EXERCISE PROMPT = The answer is to be an exact copy of the lines below running from the line with "if let Some(state)" down to the line with "let list_area = chunks[0];", both ends included, and nothing more.

Segment Open

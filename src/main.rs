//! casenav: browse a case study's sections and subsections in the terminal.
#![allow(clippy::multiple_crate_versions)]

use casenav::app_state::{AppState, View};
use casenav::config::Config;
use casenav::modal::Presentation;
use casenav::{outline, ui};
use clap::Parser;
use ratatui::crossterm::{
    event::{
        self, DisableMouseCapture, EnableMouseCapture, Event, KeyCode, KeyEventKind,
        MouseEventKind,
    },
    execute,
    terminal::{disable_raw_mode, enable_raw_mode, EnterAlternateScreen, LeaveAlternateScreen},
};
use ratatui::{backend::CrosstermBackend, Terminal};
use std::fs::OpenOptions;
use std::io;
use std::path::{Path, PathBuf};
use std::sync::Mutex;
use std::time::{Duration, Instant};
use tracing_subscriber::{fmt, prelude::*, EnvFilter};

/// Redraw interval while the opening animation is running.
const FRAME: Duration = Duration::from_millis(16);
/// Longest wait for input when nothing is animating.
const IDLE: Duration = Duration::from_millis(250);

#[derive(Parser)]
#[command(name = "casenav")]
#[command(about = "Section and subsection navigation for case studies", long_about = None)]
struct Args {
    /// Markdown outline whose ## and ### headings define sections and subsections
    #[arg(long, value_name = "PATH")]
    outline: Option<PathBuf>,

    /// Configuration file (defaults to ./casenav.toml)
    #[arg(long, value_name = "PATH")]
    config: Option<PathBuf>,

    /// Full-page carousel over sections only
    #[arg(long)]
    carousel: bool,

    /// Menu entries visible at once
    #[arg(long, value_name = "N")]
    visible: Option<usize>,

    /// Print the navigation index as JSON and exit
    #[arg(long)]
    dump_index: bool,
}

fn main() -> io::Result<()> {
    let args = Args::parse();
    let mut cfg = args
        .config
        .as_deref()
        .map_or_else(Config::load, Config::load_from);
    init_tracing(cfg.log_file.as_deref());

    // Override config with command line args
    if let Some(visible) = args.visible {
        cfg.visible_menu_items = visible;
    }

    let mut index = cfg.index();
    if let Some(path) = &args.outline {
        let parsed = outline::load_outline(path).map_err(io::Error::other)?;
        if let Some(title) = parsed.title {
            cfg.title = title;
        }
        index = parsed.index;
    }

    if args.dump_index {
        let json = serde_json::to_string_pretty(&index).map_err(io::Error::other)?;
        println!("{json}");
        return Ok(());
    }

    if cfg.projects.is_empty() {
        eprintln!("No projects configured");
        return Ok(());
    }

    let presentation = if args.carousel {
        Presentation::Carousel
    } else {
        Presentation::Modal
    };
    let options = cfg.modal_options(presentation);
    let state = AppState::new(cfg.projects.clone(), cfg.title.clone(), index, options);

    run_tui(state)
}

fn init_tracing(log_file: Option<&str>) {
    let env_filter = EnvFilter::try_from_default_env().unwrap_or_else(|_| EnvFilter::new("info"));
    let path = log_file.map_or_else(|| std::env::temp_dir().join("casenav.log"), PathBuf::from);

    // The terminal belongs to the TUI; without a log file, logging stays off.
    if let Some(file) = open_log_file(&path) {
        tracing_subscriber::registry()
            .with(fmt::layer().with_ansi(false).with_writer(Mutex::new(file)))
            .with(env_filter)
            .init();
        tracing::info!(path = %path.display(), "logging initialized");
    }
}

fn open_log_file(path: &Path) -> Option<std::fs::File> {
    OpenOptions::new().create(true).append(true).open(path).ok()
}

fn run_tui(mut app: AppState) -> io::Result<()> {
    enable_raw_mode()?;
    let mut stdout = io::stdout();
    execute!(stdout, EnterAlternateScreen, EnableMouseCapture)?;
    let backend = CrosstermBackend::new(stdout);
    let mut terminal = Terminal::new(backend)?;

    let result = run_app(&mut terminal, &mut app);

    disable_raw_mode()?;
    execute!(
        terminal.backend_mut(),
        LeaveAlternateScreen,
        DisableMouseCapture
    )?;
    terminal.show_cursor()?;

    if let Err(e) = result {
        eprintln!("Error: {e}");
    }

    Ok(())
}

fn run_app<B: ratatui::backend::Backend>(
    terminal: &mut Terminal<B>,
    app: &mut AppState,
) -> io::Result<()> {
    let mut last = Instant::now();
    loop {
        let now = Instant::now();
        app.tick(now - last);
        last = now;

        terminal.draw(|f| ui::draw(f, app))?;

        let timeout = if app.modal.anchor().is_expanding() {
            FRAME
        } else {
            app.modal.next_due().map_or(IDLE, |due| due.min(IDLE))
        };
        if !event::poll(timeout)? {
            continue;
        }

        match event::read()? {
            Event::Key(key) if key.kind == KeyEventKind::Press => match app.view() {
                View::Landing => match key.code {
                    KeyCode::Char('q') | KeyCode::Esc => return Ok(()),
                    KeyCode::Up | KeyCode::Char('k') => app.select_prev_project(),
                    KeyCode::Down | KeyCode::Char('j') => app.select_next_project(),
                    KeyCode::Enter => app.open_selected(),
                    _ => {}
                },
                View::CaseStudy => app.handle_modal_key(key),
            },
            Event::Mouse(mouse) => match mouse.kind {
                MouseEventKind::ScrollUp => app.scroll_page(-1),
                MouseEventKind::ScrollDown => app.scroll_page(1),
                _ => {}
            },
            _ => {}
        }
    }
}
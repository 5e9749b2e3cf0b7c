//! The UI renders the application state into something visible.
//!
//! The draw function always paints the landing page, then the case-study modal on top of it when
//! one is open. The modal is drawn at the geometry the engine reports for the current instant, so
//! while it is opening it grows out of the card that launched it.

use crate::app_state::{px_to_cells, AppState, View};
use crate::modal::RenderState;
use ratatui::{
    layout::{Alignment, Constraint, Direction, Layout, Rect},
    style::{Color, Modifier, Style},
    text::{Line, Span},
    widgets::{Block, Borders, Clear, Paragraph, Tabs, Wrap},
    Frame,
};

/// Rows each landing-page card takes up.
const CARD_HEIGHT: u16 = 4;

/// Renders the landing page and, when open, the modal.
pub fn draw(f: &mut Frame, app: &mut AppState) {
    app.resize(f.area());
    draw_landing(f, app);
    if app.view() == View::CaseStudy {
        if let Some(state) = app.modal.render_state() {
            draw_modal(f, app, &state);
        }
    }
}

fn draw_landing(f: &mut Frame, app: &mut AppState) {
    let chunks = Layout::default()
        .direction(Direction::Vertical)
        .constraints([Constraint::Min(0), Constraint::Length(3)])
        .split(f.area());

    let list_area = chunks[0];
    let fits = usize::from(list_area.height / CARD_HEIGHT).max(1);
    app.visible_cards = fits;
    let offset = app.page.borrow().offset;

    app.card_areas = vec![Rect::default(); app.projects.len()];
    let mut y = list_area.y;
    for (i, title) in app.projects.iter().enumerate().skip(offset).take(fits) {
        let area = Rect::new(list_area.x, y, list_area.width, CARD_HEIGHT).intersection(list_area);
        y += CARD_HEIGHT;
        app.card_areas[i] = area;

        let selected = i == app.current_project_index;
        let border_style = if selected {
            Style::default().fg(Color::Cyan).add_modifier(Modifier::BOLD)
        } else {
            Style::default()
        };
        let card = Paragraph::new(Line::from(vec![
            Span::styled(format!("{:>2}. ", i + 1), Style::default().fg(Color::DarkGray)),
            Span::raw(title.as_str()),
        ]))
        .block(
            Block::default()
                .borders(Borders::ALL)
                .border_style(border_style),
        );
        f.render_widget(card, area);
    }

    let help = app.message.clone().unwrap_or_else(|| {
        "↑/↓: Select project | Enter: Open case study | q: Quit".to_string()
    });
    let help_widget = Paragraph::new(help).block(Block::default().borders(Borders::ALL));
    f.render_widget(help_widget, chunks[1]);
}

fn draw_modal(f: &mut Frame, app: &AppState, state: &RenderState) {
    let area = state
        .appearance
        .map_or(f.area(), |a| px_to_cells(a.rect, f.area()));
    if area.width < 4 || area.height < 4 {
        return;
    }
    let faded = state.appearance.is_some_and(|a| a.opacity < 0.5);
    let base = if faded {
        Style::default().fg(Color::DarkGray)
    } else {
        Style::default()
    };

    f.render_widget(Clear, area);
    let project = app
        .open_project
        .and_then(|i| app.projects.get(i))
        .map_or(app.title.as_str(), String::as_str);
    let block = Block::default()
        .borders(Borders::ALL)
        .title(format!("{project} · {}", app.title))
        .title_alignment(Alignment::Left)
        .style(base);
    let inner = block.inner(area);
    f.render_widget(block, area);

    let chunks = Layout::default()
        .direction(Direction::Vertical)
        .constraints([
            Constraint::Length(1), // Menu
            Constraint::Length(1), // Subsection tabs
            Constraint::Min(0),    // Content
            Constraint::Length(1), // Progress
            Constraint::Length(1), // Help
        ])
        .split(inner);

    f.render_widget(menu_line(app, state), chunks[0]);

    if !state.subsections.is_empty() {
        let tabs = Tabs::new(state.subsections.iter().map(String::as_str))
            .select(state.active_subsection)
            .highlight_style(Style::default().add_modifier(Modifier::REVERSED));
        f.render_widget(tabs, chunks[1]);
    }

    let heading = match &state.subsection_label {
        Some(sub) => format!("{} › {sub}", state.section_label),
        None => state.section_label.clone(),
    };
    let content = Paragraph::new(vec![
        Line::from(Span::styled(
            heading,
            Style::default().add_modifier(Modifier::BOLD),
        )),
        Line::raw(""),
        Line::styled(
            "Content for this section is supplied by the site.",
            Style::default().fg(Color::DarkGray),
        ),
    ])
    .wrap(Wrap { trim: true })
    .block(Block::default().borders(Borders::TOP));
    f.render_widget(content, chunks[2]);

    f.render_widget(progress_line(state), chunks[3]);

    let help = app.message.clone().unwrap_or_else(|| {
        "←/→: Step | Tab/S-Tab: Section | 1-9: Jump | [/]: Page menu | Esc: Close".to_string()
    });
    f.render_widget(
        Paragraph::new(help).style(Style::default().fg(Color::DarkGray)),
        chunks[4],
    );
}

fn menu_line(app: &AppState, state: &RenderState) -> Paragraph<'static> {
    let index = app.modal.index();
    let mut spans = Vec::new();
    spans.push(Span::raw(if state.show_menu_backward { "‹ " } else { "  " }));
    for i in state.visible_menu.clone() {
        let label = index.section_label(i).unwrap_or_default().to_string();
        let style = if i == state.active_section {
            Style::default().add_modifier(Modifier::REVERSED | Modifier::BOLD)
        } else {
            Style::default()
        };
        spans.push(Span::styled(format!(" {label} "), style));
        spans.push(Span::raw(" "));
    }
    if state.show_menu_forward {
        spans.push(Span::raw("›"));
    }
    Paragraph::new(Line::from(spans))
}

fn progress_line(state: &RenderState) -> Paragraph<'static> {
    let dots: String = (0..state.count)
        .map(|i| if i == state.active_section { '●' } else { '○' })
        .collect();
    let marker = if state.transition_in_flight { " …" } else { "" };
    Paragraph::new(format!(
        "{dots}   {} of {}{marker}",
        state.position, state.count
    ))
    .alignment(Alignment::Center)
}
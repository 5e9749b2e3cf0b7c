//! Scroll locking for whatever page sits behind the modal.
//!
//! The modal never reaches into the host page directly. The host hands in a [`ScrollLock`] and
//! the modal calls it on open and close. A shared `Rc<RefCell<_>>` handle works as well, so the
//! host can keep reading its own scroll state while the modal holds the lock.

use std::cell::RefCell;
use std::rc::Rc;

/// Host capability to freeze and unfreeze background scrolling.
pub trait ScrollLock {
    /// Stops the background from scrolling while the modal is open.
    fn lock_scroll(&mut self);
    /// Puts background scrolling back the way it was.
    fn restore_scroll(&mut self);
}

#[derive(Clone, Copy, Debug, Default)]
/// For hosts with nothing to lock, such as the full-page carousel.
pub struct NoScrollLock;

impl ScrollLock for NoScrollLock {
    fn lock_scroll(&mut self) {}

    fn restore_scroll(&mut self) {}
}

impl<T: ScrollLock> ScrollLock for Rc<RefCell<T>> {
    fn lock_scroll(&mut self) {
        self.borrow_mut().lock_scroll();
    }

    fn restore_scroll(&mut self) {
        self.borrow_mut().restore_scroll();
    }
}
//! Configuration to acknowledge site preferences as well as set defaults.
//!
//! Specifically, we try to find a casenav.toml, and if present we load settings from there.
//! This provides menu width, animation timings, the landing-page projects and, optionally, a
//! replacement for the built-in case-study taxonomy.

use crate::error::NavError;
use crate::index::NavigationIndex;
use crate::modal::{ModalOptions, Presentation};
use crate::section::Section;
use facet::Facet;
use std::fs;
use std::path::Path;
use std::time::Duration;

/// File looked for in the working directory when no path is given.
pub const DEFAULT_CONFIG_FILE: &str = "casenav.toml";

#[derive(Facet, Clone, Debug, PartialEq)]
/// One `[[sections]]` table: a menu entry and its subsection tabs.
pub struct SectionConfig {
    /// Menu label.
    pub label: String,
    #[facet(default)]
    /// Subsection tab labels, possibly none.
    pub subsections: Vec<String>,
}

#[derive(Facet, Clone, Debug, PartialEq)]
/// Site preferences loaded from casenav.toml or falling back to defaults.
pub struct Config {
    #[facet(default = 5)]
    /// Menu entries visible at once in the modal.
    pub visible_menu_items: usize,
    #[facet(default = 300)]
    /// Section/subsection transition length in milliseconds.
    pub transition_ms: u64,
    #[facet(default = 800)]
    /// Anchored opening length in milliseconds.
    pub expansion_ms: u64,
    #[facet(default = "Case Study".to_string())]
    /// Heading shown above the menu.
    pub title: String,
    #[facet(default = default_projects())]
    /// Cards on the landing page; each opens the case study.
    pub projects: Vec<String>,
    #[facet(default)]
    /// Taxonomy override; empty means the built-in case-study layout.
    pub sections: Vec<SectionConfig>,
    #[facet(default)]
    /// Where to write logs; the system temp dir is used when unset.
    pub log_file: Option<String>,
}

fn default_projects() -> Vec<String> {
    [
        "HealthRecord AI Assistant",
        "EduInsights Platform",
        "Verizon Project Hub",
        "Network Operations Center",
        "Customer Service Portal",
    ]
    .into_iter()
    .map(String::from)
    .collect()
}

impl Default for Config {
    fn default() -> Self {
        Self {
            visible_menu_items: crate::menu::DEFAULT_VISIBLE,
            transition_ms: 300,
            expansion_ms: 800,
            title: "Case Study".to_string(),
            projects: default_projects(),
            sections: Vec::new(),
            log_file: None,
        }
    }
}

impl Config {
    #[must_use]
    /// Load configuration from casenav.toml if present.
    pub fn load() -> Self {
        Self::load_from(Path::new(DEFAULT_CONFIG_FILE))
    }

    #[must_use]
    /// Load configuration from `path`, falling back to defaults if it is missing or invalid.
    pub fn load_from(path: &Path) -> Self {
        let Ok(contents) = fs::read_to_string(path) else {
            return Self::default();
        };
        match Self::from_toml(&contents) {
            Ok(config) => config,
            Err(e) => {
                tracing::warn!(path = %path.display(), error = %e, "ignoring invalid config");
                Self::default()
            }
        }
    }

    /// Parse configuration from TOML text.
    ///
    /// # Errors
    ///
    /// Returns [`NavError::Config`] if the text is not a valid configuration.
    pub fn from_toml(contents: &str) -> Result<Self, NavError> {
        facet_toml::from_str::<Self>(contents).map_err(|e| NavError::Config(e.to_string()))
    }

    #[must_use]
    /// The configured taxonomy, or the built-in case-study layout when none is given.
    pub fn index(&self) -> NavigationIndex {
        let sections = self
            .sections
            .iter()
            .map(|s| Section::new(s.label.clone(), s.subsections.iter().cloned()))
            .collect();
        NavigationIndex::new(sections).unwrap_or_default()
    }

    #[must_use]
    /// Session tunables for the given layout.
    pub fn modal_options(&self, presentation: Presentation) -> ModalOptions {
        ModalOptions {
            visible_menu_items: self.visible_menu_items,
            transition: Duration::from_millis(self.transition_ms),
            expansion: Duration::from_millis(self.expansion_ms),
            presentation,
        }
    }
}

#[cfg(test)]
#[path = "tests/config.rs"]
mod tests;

Segment Closed

RESULT OF THE TASK =
        if let Some(state) = app.modal.render_state() {
            draw_modal(f, app, &state);
        }
    }
}

fn draw_landing(f: &mut Frame, app: &mut AppState) {
    let chunks = Layout::default()
        .direction(Direction::Vertical)
        .constraints([Constraint::Min(0), Constraint::Length(3)])
        .split(f.area());

    let list_area = chunks[0];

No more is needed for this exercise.